• _Description of the task_
Beginning with the very first line, please reproduce the entries exactly through the line containing "pub struct DeleteUserPayload".

(Collected data)
^^^^^^^^
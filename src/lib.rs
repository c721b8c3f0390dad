pub mod auth;
pub mod config;
pub mod database;
pub mod errors;
pub mod graphql;
pub mod mutation;
pub mod node;
pub mod server;
pub mod services;
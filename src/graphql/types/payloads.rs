use async_graphql::*;

use super::post::PostType;
use super::user::UserType;
use crate::database::entities::{posts, users};
use crate::mutation::{FieldError, MutationResult};

/// This mutation registers a user
#[derive(SimpleObject)]
pub struct RegisterUserPayload {
    pub user: Option<UserType>,
    /// List of errors that occurred executing the mutation
    pub errors: Vec<FieldError>,
}

#[derive(SimpleObject)]
pub struct UpdateUserPayload {
    pub user: Option<UserType>,
    pub errors: Vec<FieldError>,
}

#[derive(SimpleObject)]
pub struct DeleteUserPayload {
    pub user: Option<UserType>,
    pub errors: Vec<FieldError>,
}

/// Mutation for create post
#[derive(SimpleObject)]
pub struct CreatePostPayload {
    pub post: Option<PostType>,
    /// List of errors that occurred executing the mutation
    pub errors: Vec<FieldError>,
}

/// Mutation for update post
#[derive(SimpleObject)]
pub struct UpdatePostPayload {
    pub post: Option<PostType>,
    pub errors: Vec<FieldError>,
}

/// Mutation for delete post
#[derive(SimpleObject)]
pub struct DeletePostPayload {
    pub post: Option<PostType>,
    pub errors: Vec<FieldError>,
}

fn split_user(result: MutationResult<users::Model>) -> (Option<UserType>, Vec<FieldError>) {
    (result.instance.map(UserType::from), result.errors)
}

fn split_post(result: MutationResult<posts::Model>) -> (Option<PostType>, Vec<FieldError>) {
    (result.instance.map(PostType::from), result.errors)
}

impl From<MutationResult<users::Model>> for RegisterUserPayload {
    fn from(result: MutationResult<users::Model>) -> Self {
        let (user, errors) = split_user(result);
        Self { user, errors }
    }
}

impl From<MutationResult<users::Model>> for UpdateUserPayload {
    fn from(result: MutationResult<users::Model>) -> Self {
        let (user, errors) = split_user(result);
        Self { user, errors }
    }
}

impl From<MutationResult<users::Model>> for DeleteUserPayload {
    fn from(result: MutationResult<users::Model>) -> Self {
        let (user, errors) = split_user(result);
        Self { user, errors }
    }
}

impl From<MutationResult<posts::Model>> for CreatePostPayload {
    fn from(result: MutationResult<posts::Model>) -> Self {
        let (post, errors) = split_post(result);
        Self { post, errors }
    }
}

impl From<MutationResult<posts::Model>> for UpdatePostPayload {
    fn from(result: MutationResult<posts::Model>) -> Self {
        let (post, errors) = split_post(result);
        Self { post, errors }
    }
}

impl From<MutationResult<posts::Model>> for DeletePostPayload {
    fn from(result: MutationResult<posts::Model>) -> Self {
        let (post, errors) = split_post(result);
        Self { post, errors }
    }
}
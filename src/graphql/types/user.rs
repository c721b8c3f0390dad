use async_graphql::*;
use chrono::{DateTime, Utc};
use sea_orm::{ColumnTrait, EntityTrait, QueryFilter, QueryOrder};

use super::global_id;
use super::post::PostType;
use crate::database::entities::{posts, users};
use crate::graphql::context::GraphQLContext;
use crate::graphql::errors::core_error_to_graphql_error;
use crate::errors::CoreError;
use crate::node::EntityKind;

/// Represents a user
#[derive(SimpleObject, Clone, Debug)]
#[graphql(complex, name = "UserType")]
pub struct UserType {
    #[graphql(skip)]
    pub pk: i32,
    pub last_login: Option<DateTime<Utc>>,
    pub email: String,
    pub username: String,
    pub is_active: bool,
    pub is_staff: bool,
    pub is_admin: bool,
}

impl From<users::Model> for UserType {
    fn from(model: users::Model) -> Self {
        Self {
            pk: model.id,
            last_login: model.last_login,
            email: model.email,
            username: model.username,
            is_active: model.is_active,
            is_staff: model.is_staff,
            is_admin: model.is_admin,
        }
    }
}

#[ComplexObject]
impl UserType {
    /// The ID of the object
    async fn id(&self, ctx: &Context<'_>) -> Result<ID> {
        global_id(ctx, EntityKind::User, self.pk)
    }

    /// Posts written by this user
    async fn post_set(&self, ctx: &Context<'_>) -> Result<Vec<PostType>> {
        let context = ctx.data::<GraphQLContext>()?;
        let rows = posts::Entity::find()
            .filter(posts::Column::AuthorId.eq(self.pk))
            .order_by_asc(posts::Column::Id)
            .all(&context.db)
            .await
            .map_err(|e| core_error_to_graphql_error(CoreError::database("load user posts", e)))?;
        Ok(rows.into_iter().map(PostType::from).collect())
    }
}
use async_graphql::*;

use crate::graphql::context::{current_principal, GraphQLContext};
use crate::graphql::errors::core_error_to_graphql_error;
use crate::graphql::types::{
    DeleteUserPayload, RegisterUserPayload, UpdateUserPayload, UserRegisterInput, UserUpdateInput,
};
use crate::mutation::{users, MutationArgs};

#[derive(Default)]
pub struct UserMutation;

#[Object]
impl UserMutation {
    /// This mutation registers a user
    async fn register_user(
        &self,
        ctx: &Context<'_>,
        input: UserRegisterInput,
    ) -> Result<RegisterUserPayload> {
        let context = ctx.data::<GraphQLContext>()?;
        let result = context
            .engine
            .mutate(
                &users::register_user(),
                &current_principal(ctx),
                MutationArgs::create(input.into_raw()),
            )
            .await
            .map_err(core_error_to_graphql_error)?;
        Ok(result.into())
    }

    /// Change the active, staff or admin flags of a user
    async fn update_user(
        &self,
        ctx: &Context<'_>,
        id: ID,
        input: UserUpdateInput,
    ) -> Result<UpdateUserPayload> {
        let context = ctx.data::<GraphQLContext>()?;
        let result = context
            .engine
            .mutate(
                &users::update_user(),
                &current_principal(ctx),
                MutationArgs::update(id.0, input.into_raw()),
            )
            .await
            .map_err(core_error_to_graphql_error)?;
        Ok(result.into())
    }

    async fn delete_user(&self, ctx: &Context<'_>, id: ID) -> Result<DeleteUserPayload> {
        let context = ctx.data::<GraphQLContext>()?;
        let result = context
            .engine
            .delete(
                &users::delete_user(),
                &current_principal(ctx),
                MutationArgs::delete(id.0),
            )
            .await
            .map_err(core_error_to_graphql_error)?;
        Ok(result.into())
    }
}
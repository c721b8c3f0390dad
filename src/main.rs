use std::path::PathBuf;

use anyhow::{anyhow, Result};
use clap::{Parser, Subcommand};
use tracing::{info, Level};
use tracing_subscriber::EnvFilter;

use inkpost::config::AppConfig;
use inkpost::database::connection::{get_database_url, setup_database};
use inkpost::server::{self, MigrateDirection};
use inkpost::services::UserService;

#[derive(Parser)]
#[clap(author, version, about)]
struct Cli {
    #[clap(short, long, global = true)]
    log_level: Option<String>,
    /// TOML configuration file
    #[clap(short, long, global = true)]
    config: Option<PathBuf>,
    #[clap(subcommand)]
    command: Commands,
}

#[derive(Subcommand)]
enum Commands {
    /// Run the GraphQL server
    Serve {
        #[clap(short, long)]
        port: Option<u16>,
        #[clap(short, long)]
        database: Option<String>,
        #[clap(long)]
        cors_origin: Option<String>,
    },
    /// Database management
    Db {
        #[clap(subcommand)]
        command: DbCommands,
    },
    /// Create a staff user with admin rights
    CreateSuperuser {
        #[clap(long)]
        email: String,
        #[clap(long)]
        username: String,
        #[clap(long, env = "INKPOST_SUPERUSER_PASSWORD")]
        password: String,
        #[clap(short, long)]
        database: Option<String>,
    },
}

#[derive(Subcommand)]
enum DbCommands {
    /// Create the database and apply every migration
    Init {
        #[clap(short, long)]
        database: Option<String>,
    },
    Migrate {
        #[clap(subcommand)]
        direction: MigrateDirection,
        #[clap(short, long, global = true)]
        database: Option<String>,
    },
}

#[tokio::main]
async fn main() -> Result<()> {
    let cli = Cli::parse();
    setup_logging(&cli.log_level);

    let mut config = AppConfig::load(cli.config.as_deref())?;

    match cli.command {
        Commands::Serve {
            port,
            database,
            cors_origin,
        } => {
            if let Some(port) = port {
                config.port = port;
            }
            if let Some(database) = database {
                config.database = database;
            }
            if cors_origin.is_some() {
                config.cors_origin = cors_origin;
            }
            info!("Starting server on port {}", config.port);
            server::start_server(&config).await?;
        }
        Commands::Db { command } => match command {
            DbCommands::Init { database } => {
                let database = database.unwrap_or(config.database);
                server::init_database(&database).await?;
            }
            DbCommands::Migrate {
                direction,
                database,
            } => {
                let database = database.unwrap_or(config.database);
                server::migrate_database(&database, direction).await?;
            }
        },
        Commands::CreateSuperuser {
            email,
            username,
            password,
            database,
        } => {
            let database = database.unwrap_or(config.database);
            let db = setup_database(&get_database_url(Some(&database))).await?;
            let user = UserService::new(db)
                .create_superuser(&email, &username, &password)
                .await
                .map_err(|e| anyhow!("{}", e))?;
            info!("Created superuser {} ({})", user.id, user.email);
        }
    }

    Ok(())
}

fn setup_logging(log_level: &Option<String>) {
    let log_level = match log_level
        .as_ref()
        .unwrap_or(&"info".to_string())
        .to_lowercase()
        .as_str()
    {
        "trace" => Level::TRACE,
        "debug" => Level::DEBUG,
        "info" => Level::INFO,
        "warn" => Level::WARN,
        "error" => Level::ERROR,
        _ => Level::INFO,
    };

    tracing_subscriber::fmt()
        .with_env_filter(EnvFilter::new(format!("sqlx=warn,{}", log_level)))
        .without_time()
        .init();
}
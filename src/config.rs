use std::fs;
use std::path::Path;

use anyhow::{Context, Result};
use chrono::Duration;
use serde::{Deserialize, Serialize};

use crate::auth::token::{TokenSettings, DEFAULT_HEADER_PREFIX};

pub const DEFAULT_JWT_SECRET: &str = "inkpost-development-secret";
pub const JWT_SECRET_ENV: &str = "INKPOST_JWT_SECRET";
pub const DATABASE_ENV: &str = "INKPOST_DATABASE";

#[derive(Clone, Debug, PartialEq, Serialize, Deserialize)]
#[serde(default)]
pub struct AppConfig {
    pub database: String,
    pub port: u16,
    pub cors_origin: Option<String>,
    pub jwt: JwtConfig,
}

impl Default for AppConfig {
    fn default() -> Self {
        Self {
            database: "inkpost.db".to_string(),
            port: 3000,
            cors_origin: None,
            jwt: JwtConfig::default(),
        }
    }
}

#[derive(Clone, Debug, PartialEq, Serialize, Deserialize)]
#[serde(default)]
pub struct JwtConfig {
    pub secret: String,
    pub expiration_seconds: i64,
    pub refresh_expiration_days: i64,
    pub header_prefix: String,
}

impl Default for JwtConfig {
    fn default() -> Self {
        Self {
            secret: DEFAULT_JWT_SECRET.to_string(),
            expiration_seconds: 300,
            refresh_expiration_days: 7,
            header_prefix: DEFAULT_HEADER_PREFIX.to_string(),
        }
    }
}

impl AppConfig {
    /// Read the TOML file if one is given, then apply environment overrides
    pub fn load(path: Option<&Path>) -> Result<Self> {
        let config = match path {
            Some(path) => {
                let content = fs::read_to_string(path)
                    .with_context(|| format!("Failed to read config file {}", path.display()))?;
                Self::from_toml(&content)
                    .with_context(|| format!("Invalid config file {}", path.display()))?
            }
            None => Self::default(),
        };
        Ok(config.with_env_overrides())
    }

    pub fn from_toml(content: &str) -> Result<Self> {
        Ok(toml::from_str(content)?)
    }

    fn with_env_overrides(mut self) -> Self {
        if let Ok(secret) = std::env::var(JWT_SECRET_ENV) {
            self.jwt.secret = secret;
        }
        if let Ok(database) = std::env::var(DATABASE_ENV) {
            self.database = database;
        }
        self
    }

    /// True when neither the config file nor the environment set a secret
    pub fn uses_default_secret(&self) -> bool {
        self.jwt.secret == DEFAULT_JWT_SECRET
    }

    pub fn token_settings(&self) -> TokenSettings {
        TokenSettings {
            secret: self.jwt.secret.clone(),
            expiration: Duration::seconds(self.jwt.expiration_seconds),
            refresh_expiration: Duration::days(self.jwt.refresh_expiration_days),
            header_prefix: self.jwt.header_prefix.clone(),
        }
    }
}

#[cfg(test)]
mod tests {
    use super::*;

    #[test]
    fn partial_files_keep_defaults() {
        let config = AppConfig::from_toml(
            r#"
port = 8080

[jwt]
expiration_seconds = 60
"#,
        )
        .expect("valid toml");

        assert_eq!(config.port, 8080);
        assert_eq!(config.database, "inkpost.db");
        assert_eq!(config.jwt.expiration_seconds, 60);
        assert_eq!(config.jwt.refresh_expiration_days, 7);
        assert_eq!(config.jwt.header_prefix, "JWT");
    }

    #[test]
    fn token_settings_follow_config() {
        let mut config = AppConfig::default();
        config.jwt.secret = "s".to_string();
        config.jwt.expiration_seconds = 90;

        let settings = config.token_settings();
        assert_eq!(settings.secret, "s");
        assert_eq!(settings.expiration, Duration::seconds(90));
        assert_eq!(settings.refresh_expiration, Duration::days(7));
    }

    #[test]
    fn default_secret_is_detected() {
        assert!(AppConfig::default().uses_default_secret());

        let config = AppConfig::from_toml("[jwt]\nsecret = \"rotated\"").expect("valid toml");
        assert!(!config.uses_default_secret());
    }

    #[test]
    fn unknown_values_are_rejected() {
        assert!(AppConfig::from_toml("port = \"eighty\"").is_err());
    }
}
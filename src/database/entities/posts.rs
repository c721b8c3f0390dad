use async_trait::async_trait;
use chrono::Utc;
use sea_orm::entity::prelude::*;
use sea_orm::{ActiveValue, Set};
use serde::{Deserialize, Serialize};

use crate::mutation::input::CleanedValue;
use crate::mutation::record::{
    add_error, check_required_text, current, FieldDefault, FieldSpec, Record, ValidationErrors,
};
use crate::node::{EntityKind, Node};

pub const TITLE_MAX_LENGTH: usize = 50;

/// Stored as a small integer in `posts.status`
#[derive(Clone, Copy, Debug, Default, PartialEq, Eq, Serialize, Deserialize)]
pub enum PostStatus {
    #[default]
    Draft = 1,
    Published = 2,
    Archived = 3,
}

impl PostStatus {
    pub fn from_value(value: i16) -> Option<Self> {
        match value {
            1 => Some(PostStatus::Draft),
            2 => Some(PostStatus::Published),
            3 => Some(PostStatus::Archived),
            _ => None,
        }
    }

    pub fn value(self) -> i16 {
        self as i16
    }

    pub fn label(self) -> &'static str {
        match self {
            PostStatus::Draft => "Draft",
            PostStatus::Published => "Published",
            PostStatus::Archived => "Archived",
        }
    }
}

#[derive(Clone, Debug, PartialEq, DeriveEntityModel, Serialize, Deserialize)]
#[sea_orm(table_name = "posts")]
pub struct Model {
    #[sea_orm(primary_key)]
    pub id: i32,
    pub author_id: i32,
    pub title: String,
    #[sea_orm(column_type = "Text")]
    pub body: String,
    pub created: ChronoDateTimeUtc,
    pub modified: ChronoDateTimeUtc,
    pub published_date: Option<ChronoDateTimeUtc>,
    pub status: i16,
}

impl Model {
    pub fn post_status(&self) -> Option<PostStatus> {
        PostStatus::from_value(self.status)
    }
}

#[derive(Copy, Clone, Debug, EnumIter, DeriveRelation)]
pub enum Relation {
    #[sea_orm(
        belongs_to = "super::users::Entity",
        from = "Column::AuthorId",
        to = "super::users::Column::Id",
        on_delete = "Cascade"
    )]
    Author,
}

impl Related<super::users::Entity> for Entity {
    fn to() -> RelationDef {
        Relation::Author.def()
    }
}

impl ActiveModelBehavior for ActiveModel {}

const FIELDS: &[FieldSpec] = &[
    FieldSpec::new("id").auto(),
    FieldSpec::new("author_id"),
    FieldSpec::new("title").default(FieldDefault::EmptyString),
    FieldSpec::new("body").default(FieldDefault::EmptyString),
    FieldSpec::new("created").read_only(),
    FieldSpec::new("modified").read_only(),
    FieldSpec::new("published_date").nullable(),
    FieldSpec::new("status").default(FieldDefault::Int(PostStatus::Draft as i64)),
];

#[async_trait]
impl Record for ActiveModel {
    type Model = Model;

    const KIND: EntityKind = EntityKind::Post;

    fn fields() -> &'static [FieldSpec] {
        FIELDS
    }

    fn blank() -> Self {
        Self {
            id: ActiveValue::NotSet,
            author_id: ActiveValue::NotSet,
            title: Set(String::new()),
            body: Set(String::new()),
            created: ActiveValue::NotSet,
            modified: ActiveValue::NotSet,
            published_date: Set(None),
            status: Set(PostStatus::default().value()),
        }
    }

    fn from_model(model: Model) -> Self {
        model.into()
    }

    fn model_from_node(node: Node) -> Option<Model> {
        match node {
            Node::Post(post) => Some(post),
            _ => None,
        }
    }

    fn model_pk(model: &Model) -> i32 {
        model.id
    }

    fn set_model_pk(model: &mut Model, pk: i32) {
        model.id = pk;
    }

    fn pk(&self) -> Option<i32> {
        current(&self.id).copied()
    }

    fn write_field(&mut self, field: &str, value: CleanedValue) -> Result<(), String> {
        match field {
            "author_id" => {
                if value.is_null() {
                    self.author_id = ActiveValue::NotSet;
                } else {
                    match value.into_node()? {
                        Node::User(author) => self.author_id = Set(author.id),
                        other => {
                            return Err(format!(
                                "Select a valid choice. {:?} {} is not one of the available choices.",
                                other.kind(),
                                other.pk()
                            ))
                        }
                    }
                }
            }
            "title" => self.title = Set(value.into_string()?),
            "body" => self.body = Set(value.into_string()?),
            "published_date" => {
                let published = if value.is_null() {
                    None
                } else {
                    Some(value.into_datetime()?)
                };
                self.published_date = Set(published);
            }
            "status" => {
                let raw = value.into_i64()?;
                let status = i16::try_from(raw)
                    .map_err(|_| format!("'{}' value must be an integer.", raw))?;
                self.status = Set(status);
            }
            _ => {}
        }
        Ok(())
    }

    async fn full_clean(&self, _db: &DatabaseConnection) -> Result<ValidationErrors, DbErr> {
        let mut errors = ValidationErrors::new();

        if current(&self.author_id).is_none() {
            add_error(&mut errors, "author_id", "This field cannot be null.");
        }
        check_required_text(&mut errors, "title", &self.title, Some(TITLE_MAX_LENGTH));
        check_required_text(&mut errors, "body", &self.body, None);
        if let Some(status) = current(&self.status) {
            if PostStatus::from_value(*status).is_none() {
                add_error(
                    &mut errors,
                    "status",
                    format!("Value {} is not a valid choice.", status),
                );
            }
        }

        Ok(errors)
    }

    async fn persist(mut self, db: &DatabaseConnection) -> Result<Model, DbErr> {
        let now = Utc::now();
        self.modified = Set(now);
        match self.pk() {
            None => {
                self.created = Set(now);
                self.insert(db).await
            }
            Some(_) => self.update(db).await,
        }
    }

    async fn delete_model(model: &Model, db: &DatabaseConnection) -> Result<(), DbErr> {
        Entity::delete_by_id(model.id).exec(db).await?;
        Ok(())
    }
}
use async_graphql::SimpleObject;
use serde::Serialize;

/// A validation or resolution failure attached to one input field.
///
/// Field errors are returned inside mutation payloads, never raised.
#[derive(SimpleObject, Clone, Debug, PartialEq, Eq, Serialize)]
#[graphql(name = "Error")]
pub struct FieldError {
    /// camelCase name of the offending field, or null for non-field errors
    pub field: Option<String>,
    pub message: String,
}

impl FieldError {
    pub fn new(field: Option<&str>, message: impl Into<String>) -> Self {
        Self {
            field: field.map(snake_to_camel_case),
            message: message.into(),
        }
    }

    pub fn for_field(field: &str, message: impl Into<String>) -> Self {
        Self::new(Some(field), message)
    }

    pub fn non_field(message: impl Into<String>) -> Self {
        Self::new(None, message)
    }
}

/// `is_active` -> `isActive`, `email` -> `email`
pub fn snake_to_camel_case(name: &str) -> String {
    let mut parts = name.split('_');
    let mut camel = parts.next().unwrap_or_default().to_lowercase();
    for part in parts {
        let mut chars = part.chars();
        if let Some(first) = chars.next() {
            camel.extend(first.to_uppercase());
            camel.push_str(&chars.as_str().to_lowercase());
        }
    }
    camel
}
use std::sync::Arc;

use anyhow::{anyhow, Result};
use async_graphql_axum::{GraphQLRequest, GraphQLResponse};
use axum::{
    extract::State,
    http::{header::AUTHORIZATION, HeaderMap, Method, StatusCode},
    response::{Html, IntoResponse},
    routing::get,
    Router,
};
use sea_orm::DatabaseConnection;
use tower::ServiceBuilder;
use tower_http::cors::{Any, CorsLayer};
use tracing::debug;

use super::handlers::health;
use crate::auth::{TokenService, TokenSettings};
use crate::graphql::{build_schema, GraphQLContext, GraphQLSchema};
use crate::node::TypeRegistry;

#[derive(Clone)]
pub struct AppState {
    pub db: DatabaseConnection,
    pub graphql_schema: GraphQLSchema,
    pub context: GraphQLContext,
}

pub fn create_app(
    db: DatabaseConnection,
    cors_origin: Option<&str>,
    token_settings: TokenSettings,
) -> Result<Router> {
    let registry = Arc::new(TypeRegistry::blog());
    let context = GraphQLContext::new(db.clone(), registry, TokenService::new(token_settings));
    let graphql_schema = build_schema(context.clone());

    let state = AppState {
        db,
        graphql_schema,
        context,
    };

    let cors = match cors_origin.filter(|origin| *origin != "*") {
        Some(origin) => CorsLayer::new().allow_origin(
            origin
                .parse::<axum::http::HeaderValue>()
                .map_err(|e| anyhow!("Invalid CORS origin: {}", e))?,
        ),
        None => CorsLayer::new().allow_origin(Any),
    }
    .allow_methods([Method::GET, Method::POST, Method::OPTIONS])
    .allow_headers(Any)
    .allow_credentials(false);

    let app = Router::new()
        .route("/health", get(health::health_check))
        .route(
            "/graphql",
            get(graphql_playground)
                .post(graphql_handler)
                .options(|| async { StatusCode::OK }),
        )
        .layer(ServiceBuilder::new().layer(cors))
        .with_state(state);

    Ok(app)
}

async fn graphql_handler(
    State(state): State<AppState>,
    headers: HeaderMap,
    req: GraphQLRequest,
) -> GraphQLResponse {
    let authorization = headers
        .get(AUTHORIZATION)
        .and_then(|value| value.to_str().ok());
    let principal = state.context.principal_for(authorization).await;
    debug!("GraphQL request from {:?}", principal.id);

    state
        .graphql_schema
        .execute(req.into_inner().data(principal))
        .await
        .into()
}

async fn graphql_playground() -> impl IntoResponse {
    Html(async_graphql::http::playground_source(
        async_graphql::http::GraphQLPlaygroundConfig::new("/graphql"),
    ))
}
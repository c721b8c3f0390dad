//! Request identity and token authentication

pub mod token;

pub use token::{IssuedToken, TokenPayload, TokenService, TokenSettings};

use crate::database::entities::users;

/// Identity of the caller of one request; never changes while the request runs
#[derive(Clone, Debug, Default, Eq, PartialEq)]
pub struct Principal {
    pub id: Option<i32>,
    pub is_authenticated: bool,
    pub is_staff: bool,
    pub is_admin: bool,
}

impl Principal {
    pub fn anonymous() -> Self {
        Self::default()
    }

    pub fn user(user_id: i32) -> Self {
        Self {
            id: Some(user_id),
            is_authenticated: true,
            is_staff: false,
            is_admin: false,
        }
    }

    pub fn with_staff(mut self) -> Self {
        self.is_staff = true;
        self
    }

    pub fn with_admin(mut self) -> Self {
        self.is_admin = true;
        self
    }

    /// True when the principal is the given user
    pub fn is(&self, user_id: i32) -> bool {
        self.is_authenticated && self.id == Some(user_id)
    }

    pub fn is_privileged(&self) -> bool {
        self.is_authenticated && (self.is_staff || self.is_admin)
    }
}

impl From<&users::Model> for Principal {
    fn from(user: &users::Model) -> Self {
        Self {
            id: Some(user.id),
            is_authenticated: true,
            is_staff: user.is_staff,
            is_admin: user.is_admin,
        }
    }
}
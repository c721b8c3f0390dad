//! Global ids and node resolution

pub mod global_id;
pub mod registry;
pub mod resolver;

pub use global_id::{to_global_id, GlobalId};
pub use registry::{EntityKind, TypeRegistry};
pub use resolver::{Node, NodeResolver, ResolveError};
^^^^^^^^
• _Written answer_
filename src/lib.rs
repository c721b8c3f0390dad
pub mod auth;
pub mod config;
pub mod database;
pub mod errors;
pub mod graphql;
pub mod mutation;
pub mod node;
pub mod server;
pub mod services;
filename src/graphql/types/payloads.rs
use async_graphql::*;

use super::post::PostType;
use super::user::UserType;
use crate::database::entities::{posts, users};
use crate::mutation::{FieldError, MutationResult};

/// This mutation registers a user
#[derive(SimpleObject)]
pub struct RegisterUserPayload {
    pub user: Option<UserType>,
    /// List of errors that occurred executing the mutation
    pub errors: Vec<FieldError>,
}

#[derive(SimpleObject)]
pub struct UpdateUserPayload {
    pub user: Option<UserType>,
    pub errors: Vec<FieldError>,
}

#[derive(SimpleObject)]
pub struct DeleteUserPayload {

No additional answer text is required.